Post by The Kernel »

mr friendly guy wrote: IIRC the 10% figure was quoted for an Australian audience. I generally save more than that, but the 10% may be reasonable given some differences. For example

1. Our health system will cover you for medical bills. Those expensive chemotherapy drugs, taken care of. That lipitor, plavix and ikorel you need for your heart, government subsidised (which is why I get irked when people complain that they can't afford the drugs so they don't take them. Its dirt cheap because of government subsidies).
Well technically we have Medicare, although I'm sure it's not as inclusive as the Australian system. Most people I know get supplemental plans.
2. The average Australian most probably isn't earning close to what you are earning. The average American isn't either if I look at GDP by PPP / capital, thus they might not need so much.
True, I live in a very expensive part of the country and I'm sure I could do better by picking up and moving to a state with lower income and property taxes and with cheaper real estate. But I don't want to be forced into that decision.
3. We do have a good social safety net. Maybe too much, but as a rule a social safety net tends to promote spending rather than saving.
The US social safety net (Social Security namely) seems chiefly designed to keep old people off of the streets if they end up making poor decisions with regards to their finances. It works fine for this purpose but it doesn't do a whole lot more than that.
4. I believe the 10% of savings isn't counting Superannuation (which I assume is our equivalent to your 401k).
I don't think so, my Googling indicates that the Australian Superannuation is more akin to the US Social Security system with its compulsory participation. The 401k is a government subsidized, tax deferred investment system designed to supplement Social Security as it (along with Medicare) really only provide the minimum to keep you in a home and with decent medical care assistance.

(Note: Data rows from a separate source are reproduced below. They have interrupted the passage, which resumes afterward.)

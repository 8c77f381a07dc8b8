//! Shared definitions: moderation events and subject references.

use chrono::{DateTime, Utc};
use serde::{Deserialize, Serialize};

/// Reference to a whole repository (an account).
#[derive(Serialize, Deserialize, Debug, Clone, PartialEq, Eq)]
#[serde(rename_all = "camelCase")]
pub struct RepoRef {
    pub did: String,
}

/// Reference to a specific record revision.
#[derive(Serialize, Deserialize, Debug, Clone, PartialEq, Eq)]
#[serde(rename_all = "camelCase")]
pub struct StrongRef {
    pub uri: String,
    pub cid: String,
}

/// Subject of a moderation event: an account or a specific record.
///
/// Labelers may reference subject kinds beyond these two (chat messages,
/// for instance); those parse as [`SubjectRef::Unknown`] rather than failing
/// the surrounding event.
#[derive(Serialize, Deserialize, Debug, Clone, PartialEq, Eq)]
#[serde(tag = "$type")]
pub enum SubjectRef {
    #[serde(rename = "com.atproto.admin.defs#repoRef")]
    Repo(RepoRef),
    #[serde(rename = "com.atproto.repo.strongRef")]
    Record(StrongRef),
    #[serde(other)]
    Unknown,
}

impl SubjectRef {
    /// Build a record subject from an `at://` URI and CID.
    pub fn record(uri: impl Into<String>, cid: impl Into<String>) -> Self {
        SubjectRef::Record(StrongRef {
            uri: uri.into(),
            cid: cid.into(),
        })
    }

    /// Build an account subject from a DID.
    pub fn repo(did: impl Into<String>) -> Self {
        SubjectRef::Repo(RepoRef { did: did.into() })
    }
}

/// Apply and/or negate labels on a subject.
#[derive(Serialize, Deserialize, Debug, Clone, PartialEq, Eq, Default)]
#[serde(rename_all = "camelCase")]
pub struct ModEventLabel {
    pub create_label_vals: Vec<String>,
    pub negate_label_vals: Vec<String>,
    #[serde(skip_serializing_if = "Option::is_none")]
    pub comment: Option<String>,
}

/// Take a subject down.
#[derive(Serialize, Deserialize, Debug, Clone, PartialEq, Eq, Default)]
#[serde(rename_all = "camelCase")]
pub struct ModEventTakedown {
    #[serde(skip_serializing_if = "Option::is_none")]
    pub comment: Option<String>,
    #[serde(skip_serializing_if = "Option::is_none")]
    pub duration_in_hours: Option<i64>,
}

/// Reverse a previous takedown.
#[derive(Serialize, Deserialize, Debug, Clone, PartialEq, Eq, Default)]
#[serde(rename_all = "camelCase")]
pub struct ModEventReverseTakedown {
    #[serde(skip_serializing_if = "Option::is_none")]
    pub comment: Option<String>,
}

/// Moderator comment on a subject.
#[derive(Serialize, Deserialize, Debug, Clone, PartialEq, Eq, Default)]
#[serde(rename_all = "camelCase")]
pub struct ModEventComment {
    pub comment: String,
    pub sticky: bool,
}

/// Acknowledge a subject without further action.
#[derive(Serialize, Deserialize, Debug, Clone, PartialEq, Eq, Default)]
#[serde(rename_all = "camelCase")]
pub struct ModEventAcknowledge {
    #[serde(skip_serializing_if = "Option::is_none")]
    pub comment: Option<String>,
}

/// Escalate a subject for senior review.
#[derive(Serialize, Deserialize, Debug, Clone, PartialEq, Eq, Default)]
#[serde(rename_all = "camelCase")]
pub struct ModEventEscalate {
    #[serde(skip_serializing_if = "Option::is_none")]
    pub comment: Option<String>,
}

/// Outbound moderation event, tagged with the full lexicon `$type`.
#[derive(Serialize, Deserialize, Debug, Clone, PartialEq, Eq)]
#[serde(tag = "$type")]
pub enum ModEvent {
    #[serde(rename = "tools.ozone.moderation.defs#modEventLabel")]
    Label(ModEventLabel),
    #[serde(rename = "tools.ozone.moderation.defs#modEventTakedown")]
    Takedown(ModEventTakedown),
    #[serde(rename = "tools.ozone.moderation.defs#modEventReverseTakedown")]
    ReverseTakedown(ModEventReverseTakedown),
    #[serde(rename = "tools.ozone.moderation.defs#modEventComment")]
    Comment(ModEventComment),
    #[serde(rename = "tools.ozone.moderation.defs#modEventAcknowledge")]
    Acknowledge(ModEventAcknowledge),
    #[serde(rename = "tools.ozone.moderation.defs#modEventEscalate")]
    Escalate(ModEventEscalate),
}

/// Inbound moderation event payload.
///
/// `$type` stays a plain string: event streams routinely carry kinds outside
/// the closed outbound set, and classification works on the string anyway.
/// Only the fields the bridge consumes are typed; everything else is ignored.
#[derive(Serialize, Deserialize, Debug, Clone, PartialEq, Eq, Default)]
#[serde(rename_all = "camelCase")]
pub struct ModEventData {
    #[serde(rename = "$type")]
    pub kind: String,
    #[serde(skip_serializing_if = "Option::is_none")]
    pub create_label_vals: Option<Vec<String>>,
    #[serde(skip_serializing_if = "Option::is_none")]
    pub negate_label_vals: Option<Vec<String>>,
    #[serde(skip_serializing_if = "Option::is_none")]
    pub comment: Option<String>,
    #[serde(skip_serializing_if = "Option::is_none")]
    pub report_type: Option<String>,
    #[serde(skip_serializing_if = "Option::is_none")]
    pub duration_in_hours: Option<i64>,
}

/// A moderation event as returned from the labeler's event stream.
#[derive(Serialize, Deserialize, Debug, Clone, PartialEq, Eq)]
#[serde(rename_all = "camelCase")]
pub struct ModEventView {
    pub id: i64,
    pub event: ModEventData,
    pub subject: SubjectRef,
    #[serde(skip_serializing_if = "Option::is_none")]
    pub subject_blob_cids: Option<Vec<String>>,
    pub created_by: String,
    pub created_at: DateTime<Utc>,
}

It's good for what it is designed to do but for anyone that wants to maintain a certain standard of living it must be seen as purely one part of an overall retirement plan.
Hmm. There is clearly a difference in the situations between countries, and what I said may not necessarily be applicable to the Americans perusing this thread (although I stil stand by recommending reading "The millionaire next door", because the financial principles are universal). For example our financial experts don't recommend us increasing our Super (401k equivalent) unless

a) You are damn rich, like celebrity rich. The reason being you can't touch it for ages and the rules may change by the time you retire. The reason its good for rich people to do it, is because of tax reasons, and they don't need that much money right now.

b) You are poor - because for a while the government will provide extra contributions.

As said earlier, we most probably don't need as much because most of our medical costs are taken care of.
I guess the question is what you are comfortable with. If you are okay with just subsistence then I'm sure it is fine but I plan to use my retirement years to travel and I want to live in the style that I'm accustomed to without having to sweat every major purchase like I see so many seniors doing. That means putting away a good sized chunk of change for the future.

I am going to have to look up the calculator for things retirement income, to work out how much I need. As a general rule, I don't utilise the maxing out of our 401k equivalent. My Superannuation currently stands at a bit less than $59 K AUD after having worked full time since 2004 (oh, we apparently have more than parity with the Greenback). I however prefer the extra money to either a) pay off my homeloan and b) invest it myself rather than get an "expert" to do it. Give me a year and see if I can beat the experts on the stockmarket.
The reason we use the 401k as a supplement to our Social Security is because of a few reasons:

1) Social Security is fixed, you really can't contribute more or less than the mandatory levels. It sounds like your system has more flexibility, but you don't have any control over risk.

2) 401k investments are tax deferred which gives them a distinct advantage over private savings. Sure you can also invest in other types of tax advantaged accounts (such as a post-tax, tax-free growth ROTH-IRA) but those contributions are much more limited ($5,000 annual IIRC).

3) 401k's are completely controlled by the investor. That means I can keep it in 100% equities while I'm young and slowly shift the percentages towards bonds and more liquid investments as I get older.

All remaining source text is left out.